Hans Spemann, a German embryologist, is one of the original pioneers of modern embryology, and one of only two embryologists to ever be awarded the Nobel Prize. His studies focused upon the differentiation of embryo cells during an organism's development.

Education

Spemann, born in Stuggart, Germany in 1869, attended the University of Heidelberg and the University of Munch before earning his Ph.D. in botany, zoology, and physics at the Zoological Institute of the University of Wurzberg in 1895. Spemann's fascination with embryology did not begin until after his college years, when during the winter of 1986 he read August Weismann's book The Germ Plasm: A Theory of Heredity as he sat isolated in a sanitarium, recovering from tuberculosis.

Accomplishments

In 1902 Spemann, ingeniously using a stand of hair as a noose, successfully split apart the cells of a two-celled salamander embryo, and obtained a normal salamander from each individual cell. His work disproved August Weismann's theory that cells lose genetic information with each division. Also from his 1902 work, Spemann deduced that at a certain stage in development, called determination, the cells of an organism's embryo become differentiated.

In the late 1920's Spemann continued his work with salamanders.

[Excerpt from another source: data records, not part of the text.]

use crate::run::RunStatus;
use thiserror::Error;

#[derive(Error, Debug)]
pub enum CoreError {
    #[error("Invalid run status transition: {from:?} -> {to:?}")]
    InvalidTransition { from: RunStatus, to: RunStatus },

    #[error("Serialization/deserialization error: {0}")]
    SerdeJson(#[from] serde_json::Error),
}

He transferred the nucleus of a sixteen-cell embryo to a single salamander embryo cell with no nucleus. The cell took up the nucleus and developed into a normal salamander. With this process, Spemann completed one of the first cloning experiments using the nuclear transfer method. In the 1938 publishing of his results, entitled Embryonic Development and Induction, Spemann proposed the "fantastical experiment" of cloning an organism from differentiated or even adult cells using the nuclear transfer method. However, during his time, Spemann did not have the technology to complete his vision, and cloning as he proposed it was not completed until the success of Robert Briggs and Thomas King in 1952.

In 1935, Spemann received the Nobel Prize in medicine for the organizer effect, a case in which a part of an embryo, when transplanted to other regions of the embryo causes a change in the surrounding tissues.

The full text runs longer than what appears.